Rhapsody only operates in the US; until now, Spotify only operated outside the US. Now they’re direct competitors. Before its US launch, Spotify had paid subscribership that amounted to about 1.1% of the Internet-connected populations in the seven countries in which it operated. Rhapsody’s subscribership in the US is 0.36% of the net-connected population. Of course, Rhapsody has more direct competitors in the US, including Napster, Rdio, and MOG, though their subscription numbers are smaller.
The burgeoning Rhapsody-vs.-Spotify rivalry is generating a healthy buzz about subscription music services that should buoy all of the players. You can see the nature of the competition in blogs and support forums. Rhapsody has more features and a steadfastly loyal subscriber base. But Spotify has a cleaner design and, more importantly, a far better mobile experience than any of the US-based competition. Music has been enjoyed on portable devices ever since the advent of the transistor radio over half a century ago. The use of PCs and Macs for playing music will soon be viewed as a detour from its natural evolution.
It will be interesting to see how high paid subscription service subscriber numbers climb. It’s the first born-digital business model for music that actually makes money. It may even become a keystone in the re-stabilization of the music business. I’ll report back after Spotify has been in operation in the US market for a year.
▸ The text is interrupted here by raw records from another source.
//! Vector similarity index over offer descriptions.
//!
//! Built once at startup through an [`Embedder`]; vectors are L2-normalized
//! so cosine similarity is a dot product. The index is read-only after
//! construction and shared between conversations.

use std::sync::Arc;

use al_protocol::CarOffer;
use async_trait::async_trait;
use serde::{Deserialize, Serialize};

use crate::catalog::Catalog;
use crate::error::{CatalogError, CatalogResult};

/// Turns texts into embedding vectors.
#[async_trait]
pub trait Embedder: Send + Sync {
    /// One vector per input text, in order.
    async fn embed(&self, texts: &[String]) -> CatalogResult<Vec<Vec<f32>>>;

    fn name(&self) -> &str;
}

/// Configuration for the OpenAI-compatible embeddings endpoint.
#[derive(Debug, Clone, Deserialize)]
pub struct EmbeddingConfig {
    #[serde(default)]
    pub enabled: bool,
    #[serde(default = "default_base_url")]
    pub base_url: String,
    #[serde(default = "default_model")]
    pub model: String,
    #[serde(default)]
    pub api_key: Option<String>,
    #[serde(default = "default_timeout_secs")]
    pub timeout_secs: u64,
    #[serde(default = "default_batch_size")]
    pub batch_size: usize,
}

fn default_base_url() -> String {
    "http://localhost:8080/v1".into()
}
fn default_model() -> String {
    "Embeddings".into()
}
fn default_timeout_secs() -> u64 {
    30
}
fn default_batch_size() -> usize {
    10
}

impl Default for EmbeddingConfig {
    fn default() -> Self {
        Self {
            enabled: false,
            base_url: default_base_url(),
            model: default_model(),
            api_key: None,
            timeout_secs: default_timeout_secs(),
            batch_size: default_batch_size(),
        }
    }
}

#[derive(Serialize)]
struct EmbeddingRequest<'a> {
    model: &'a str,
    input: &'a [String],
}

/// Either the OpenAI `data[].embedding` shape or a bare `embeddings` list.
#[derive(Deserialize)]
#[serde(untagged)]
enum EmbeddingResponse {
    Data { data: Vec<EmbeddingItem> },
    Bare { embeddings: Vec<Vec<f32>> },
}

#[derive(Deserialize)]
struct EmbeddingItem {
    embedding: Vec<f32>,
    #[serde(default)]
    index: Option<usize>,
}

impl EmbeddingResponse {
    fn into_vectors(self) -> Vec<Vec<f32>> {
        match self {
            EmbeddingResponse::Data { mut data } => {
                if data.iter().all(|d| d.index.is_some()) {
                    data.sort_by_key(|d| d.index);
                }
                data.into_iter().map(|d| d.embedding).collect()
            }
            EmbeddingResponse::Bare { embeddings } => embeddings,
        }
    }
}

/// HTTP client for `POST {base_url}/embeddings`.
pub struct HttpEmbedder {
    client: reqwest::Client,
    config: EmbeddingConfig,
}

impl HttpEmbedder {
    pub fn new(config: EmbeddingConfig) -> CatalogResult<Self> {
        let client = reqwest::Client::builder()
            .timeout(std::time::Duration::from_secs(config.timeout_secs))
            .build()
            .map_err(|e| CatalogError::Embedding(format!("http client: {e}")))?;
        Ok(Self { client, config })
    }
}

#[async_trait]
impl Embedder for HttpEmbedder {
    async fn embed(&self, texts: &[String]) -> CatalogResult<Vec<Vec<f32>>> {
        let url = format!("{}/embeddings", self.config.base_url.trim_end_matches('/'));
        let body = EmbeddingRequest {
            model: &self.config.model,
            input: texts,
        };

        let mut request = self.client.post(&url).json(&body);
        if let Some(key) = self.config.api_key.as_deref().filter(|k| !k.is_empty()) {
            request = request.bearer_auth(key);
        }

        let response = request
            .send()
            .await
            .map_err(|e| CatalogError::Embedding(format!("request failed: {e}")))?;
        if !response.status().is_success() {
            return Err(CatalogError::Embedding(format!("status {}", response.status())));
        }
        let parsed: EmbeddingResponse = response
            .json()
            .await
            .map_err(|e| CatalogError::Embedding(format!("invalid response body: {e}")))?;

        let vectors = parsed.into_vectors();
        if vectors.len() != texts.len() {
            return Err(CatalogError::Embedding(format!(
                "expected {} vectors, got {}",
                texts.len(),
                vectors.len()
            )));
        }
        Ok(vectors)
    }

    fn name(&self) -> &str {
        "http"
    }
}

/// Dense index: one normalized vector per catalog offer, same order.
pub struct SemanticIndex {
    vectors: Vec<Vec<f32>>,
    embedder: Arc<dyn Embedder>,
}

impl std::fmt::Debug for SemanticIndex {
    fn fmt(&self, f: &mut std::fmt::Formatter<'_>) -> std::fmt::Result {
        f.debug_struct("SemanticIndex")
            .field("vectors", &self.vectors.len())
            .field("embedder", &self.embedder.name())
            .finish()
    }
}

impl SemanticIndex {
    /// Embed every offer description in batches, retrying each batch once.
    pub async fn build(
        catalog: &Catalog,
        embedder: Arc<dyn Embedder>,
        batch_size: usize,
    ) -> CatalogResult<Self> {
        if catalog.is_empty() {
            return Err(CatalogError::Empty);
        }
        let descriptions: Vec<String> = catalog.offers().iter().map(describe).collect();
        let batches = descriptions.chunks(batch_size.max(1));
        let total = batches.len();

        let mut vectors = Vec::with_capacity(descriptions.len());
        for (n, batch) in batches.enumerate() {
            let embedded = match embedder.embed(batch).await {
                Ok(v) => v,
                Err(e) => {
                    tracing::warn!(error = %e, batch = n + 1, total, "embedding batch failed, retrying");
                    embedder.embed(batch).await?
                }
            };
            if embedded.len() != batch.len() {
                return Err(CatalogError::Embedding(format!(
                    "batch {}: expected {} vectors, got {}",
                    n + 1,
                    batch.len(),
                    embedded.len()
                )));
            }
            vectors.extend(embedded.into_iter().map(l2_normalized));
        }

        tracing::info!(vectors = vectors.len(), embedder = embedder.name(), "semantic index built");
        Ok(Self { vectors, embedder })
    }

    pub fn len(&self) -> usize {
        self.vectors.len()
    }

    pub fn is_empty(&self) -> bool {
        self.vectors.is_empty()
    }

    /// Catalog indices of the `top_k` most similar offers, best first.
    pub async fn search(&self, query: &str, top_k: usize) -> CatalogResult<Vec<usize>> {
        let mut embedded = self.embedder.embed(&[query.to_string()]).await?;
        let query_vec = embedded
            .pop()
            .map(l2_normalized)
            .ok_or_else(|| CatalogError::Embedding("no vector for query".into()))?;

        let mut scored: Vec<(usize, f32)> = self
            .vectors
            .iter()
            .enumerate()
            .filter(|(_, v)| v.len() == query_vec.len())
            .map(|(i, v)| (i, dot(v, &query_vec)))
            .collect();
        if scored.is_empty() {
            return Err(CatalogError::Embedding("query dimension mismatch".into()));
        }
        scored.sort_by(|a, b| b.1.total_cmp(&a.1));
        Ok(scored.into_iter().take(top_k).map(|(i, _)| i).collect())
    }
}

/// Text embedded for one offer.
pub fn describe(offer: &CarOffer) -> String {
    let drive = match offer.drive.to_lowercase().as_str() {
        "4x4" | "awd" | "4wd" => "полный привод".to_string(),
        "fwd" => "передний привод".to_string(),
        "rwd" => "задний привод".to_string(),
        _ => offer.drive.clone(),
    };
    let gears = offer.gears.map(|g| format!(" {g} ст")).unwrap_or_default();
    format!(
        "{} {} {}, {}, {}, {}, {} л.с., {}{}, цена {} руб",
        offer.brand,
        offer.model,
        offer.trim,
        offer.body,
        drive,
        offer.engine_type,
        offer.power,
        offer.transmission,
        gears,
        offer.final_price
    )
}

fn l2_normalized(mut v: Vec<f32>) -> Vec<f32> {
    let norm = v.iter().map(|x| x * x).sum::<f32>().sqrt();
    if norm > 0.0 {
        v.iter_mut().for_each(|x| *x /= norm);
    }
    v
}

fn dot(a: &[f32], b: &[f32]) -> f32 {
    a.iter().zip(b).map(|(x, y)| x * y).sum()
}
Don’t believe the paid subscriber numbers reported by Spotify…after all the company is being closely advised by Sean Parker, founder of illegal Napster, who has previously said he wants to eventually turn the screws on Spotify customers.
What does “turn the screws” mean? Reduce hours/month for free members? Raise prices?
Actually – In my view, the biggest change is because of the news media.
The news is under threat; they are the ones who had been rather dismissive of music and copyright before; now that they are under fire they are more sympathetic; thus people’s behavior changes.
As they say in the mother country – Bob’s your uncle.